**PROVIDED DATA**

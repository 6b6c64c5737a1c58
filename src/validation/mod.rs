//! Validation helpers for issue API requests.
//!
//! These routines check request bodies before anything touches the store
//! and return structured validation errors without side effects.

use tickets_lib::error::ValidationError;

use crate::api::request::{TicketRequest, supplied_text};

/// Validates create requests.
pub struct CreateValidator;

impl CreateValidator {
    /// Check that `issue_title`, `issue_text` and `created_by` are present
    /// and non-blank.
    ///
    /// # Errors
    ///
    /// Returns one `ValidationError` per missing field.
    pub fn validate(request: &TicketRequest) -> Result<(), Vec<ValidationError>> {
        let errors: Vec<ValidationError> = [
            ("issue_title", &request.issue_title),
            ("issue_text", &request.issue_text),
            ("created_by", &request.created_by),
        ]
        .into_iter()
        .filter(|&(_, value)| {
            supplied_text(value.as_ref()).is_none_or(|text| text.trim().is_empty())
        })
        .map(|(field, _)| ValidationError::new(field, "required"))
        .collect();

        if errors.is_empty() {
            Ok(())
        } else {
            Err(errors)
        }
    }
}

/// Why an update request cannot be applied.
#[derive(Debug, Clone, PartialEq, Eq)]
pub enum UpdateRejection {
    MissingId,
    NoFields { id: String },
}

/// Validates update and delete requests.
pub struct TargetValidator;

impl TargetValidator {
    /// Resolve the target ticket ID.
    ///
    /// # Errors
    ///
    /// Returns a `ValidationError` on `_id` if it is missing or blank.
    pub fn validate_id(request: &TicketRequest) -> Result<String, ValidationError> {
        request
            .id()
            .filter(|id| !id.trim().is_empty())
            .ok_or_else(|| ValidationError::new("_id", "missing"))
    }

    /// Resolve the target ID and require at least one update field.
    ///
    /// # Errors
    ///
    /// Returns `MissingId` first, then `NoFields` if nothing would change.
    pub fn validate_update(request: &TicketRequest) -> Result<String, UpdateRejection> {
        let id = Self::validate_id(request).map_err(|_| UpdateRejection::MissingId)?;
        if !request.has_update_fields() {
            return Err(UpdateRejection::NoFields { id });
        }
        Ok(id)
    }
}

#[cfg(test)]
mod tests {
    use super::*;
    use crate::api::request::FieldValue;

    fn text(value: &str) -> Option<FieldValue> {
        Some(FieldValue::Text(value.to_string()))
    }

    #[test]
    fn create_validation_accepts_required_fields() {
        let request = TicketRequest {
            issue_title: text("Title"),
            issue_text: text("Text"),
            created_by: text("me"),
            ..Default::default()
        };
        assert!(CreateValidator::validate(&request).is_ok());
    }

    #[test]
    fn create_validation_reports_each_missing_field() {
        let request = TicketRequest {
            issue_title: text("Title"),
            issue_text: text("   "),
            ..Default::default()
        };
        let errors = CreateValidator::validate(&request).unwrap_err();
        let fields: Vec<&str> = errors.iter().map(|e| e.field.as_str()).collect();
        assert_eq!(fields, vec!["issue_text", "created_by"]);
    }

    #[test]
    fn update_validation_requires_id_first() {
        let request = TicketRequest {
            issue_title: text("New"),
            ..Default::default()
        };
        assert_eq!(
            TargetValidator::validate_update(&request),
            Err(UpdateRejection::MissingId)
        );
    }

    #[test]
    fn update_validation_rejects_blank_id() {
        let request = TicketRequest {
            id: text("  "),
            issue_title: text("New"),
            ..Default::default()
        };
        assert_eq!(
            TargetValidator::validate_update(&request),
            Err(UpdateRejection::MissingId)
        );
    }

    #[test]
    fn update_validation_requires_a_field() {
        let request = TicketRequest {
            id: text("abc"),
            status_text: text(""),
            ..Default::default()
        };
        assert_eq!(
            TargetValidator::validate_update(&request),
            Err(UpdateRejection::NoFields { id: "abc".into() })
        );
    }

    #[test]
    fn create_validation_treats_falsy_json_values_as_missing() {
        let request = TicketRequest {
            issue_title: Some(FieldValue::Bool(false)),
            issue_text: Some(FieldValue::Number(0.into())),
            created_by: text("me"),
            ..Default::default()
        };
        let errors = CreateValidator::validate(&request).unwrap_err();
        let fields: Vec<&str> = errors.iter().map(|e| e.field.as_str()).collect();
        assert_eq!(fields, vec!["issue_title", "issue_text"]);
    }

    #[test]
    fn update_validation_counts_uncastable_open_as_a_field() {
        let request = TicketRequest {
            id: text("abc"),
            open: text("maybe"),
            ..Default::default()
        };
        assert_eq!(TargetValidator::validate_update(&request), Ok("abc".into()));
    }

    #[test]
    fn update_validation_passes_with_field() {
        let request = TicketRequest {
            id: text("abc"),
            open: Some(FieldValue::Text("false".into())),
            ..Default::default()
        };
        assert_eq!(TargetValidator::validate_update(&request), Ok("abc".into()));
    }
}
//! Core data types for tickets-lib.
//!
//! The serde format here is the on-disk JSONL format. The identifier is
//! stored under `id`; HTTP-facing views rename it at the boundary.

use chrono::{DateTime, Utc};
use serde::{Deserialize, Serialize};

use crate::error::ValidationError;

const fn default_open() -> bool {
    true
}

/// A single issue record scoped to a project.
#[derive(Debug, Clone, Serialize, Deserialize, PartialEq, Eq)]
pub struct Ticket {
    /// Store-assigned identifier (24 lowercase hex chars).
    pub id: String,

    /// Partition key.
    pub project: String,

    pub issue_title: String,

    pub issue_text: String,

    /// Creation timestamp (immutable).
    pub created_on: DateTime<Utc>,

    /// Last update timestamp.
    pub updated_on: DateTime<Utc>,

    pub created_by: String,

    #[serde(default)]
    pub assigned_to: String,

    /// `false` once the ticket is resolved.
    #[serde(default = "default_open")]
    pub open: bool,

    #[serde(default)]
    pub status_text: String,
}

impl Default for Ticket {
    fn default() -> Self {
        let now = Utc::now();
        Self {
            id: String::new(),
            project: String::new(),
            issue_title: String::new(),
            issue_text: String::new(),
            created_on: now,
            updated_on: now,
            created_by: String::new(),
            assigned_to: String::new(),
            open: true,
            status_text: String::new(),
        }
    }
}

impl Ticket {
    /// Check the persisted-ticket invariants.
    ///
    /// # Errors
    ///
    /// Returns every violated rule.
    pub fn validate(&self) -> std::result::Result<(), Vec<ValidationError>> {
        let mut errors = required_field_errors(
            &self.project,
            &self.issue_title,
            &self.issue_text,
            &self.created_by,
        );
        if self.updated_on < self.created_on {
            errors.push(ValidationError::new(
                "updated_on",
                "cannot be before created_on",
            ));
        }
        if errors.is_empty() {
            Ok(())
        } else {
            Err(errors)
        }
    }
}

/// Fields a client supplies when creating a ticket.
///
/// The store fills in `id`, both timestamps and `open`.
#[derive(Debug, Clone, Default, PartialEq, Eq)]
pub struct NewTicket {
    pub project: String,
    pub issue_title: String,
    pub issue_text: String,
    pub created_by: String,
    pub assigned_to: String,
    pub status_text: String,
}

impl NewTicket {
    /// Check that every required field is present and non-blank.
    ///
    /// # Errors
    ///
    /// Returns one `ValidationError` per blank required field.
    pub fn validate(&self) -> std::result::Result<(), Vec<ValidationError>> {
        let errors = required_field_errors(
            &self.project,
            &self.issue_title,
            &self.issue_text,
            &self.created_by,
        );
        if errors.is_empty() {
            Ok(())
        } else {
            Err(errors)
        }
    }
}

fn required_field_errors(
    project: &str,
    issue_title: &str,
    issue_text: &str,
    created_by: &str,
) -> Vec<ValidationError> {
    [
        ("project", project),
        ("issue_title", issue_title),
        ("issue_text", issue_text),
        ("created_by", created_by),
    ]
    .into_iter()
    .filter(|(_, value)| value.trim().is_empty())
    .map(|(field, _)| ValidationError::new(field, "cannot be empty"))
    .collect()
}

**REQUIRED WORK**
What is needed is every line of the records above that contains the word "false".

**FINAL ANSWER**
            issue_title: Some(FieldValue::Bool(false)),
            open: Some(FieldValue::Text("false".into())),
    /// `false` once the ticket is resolved.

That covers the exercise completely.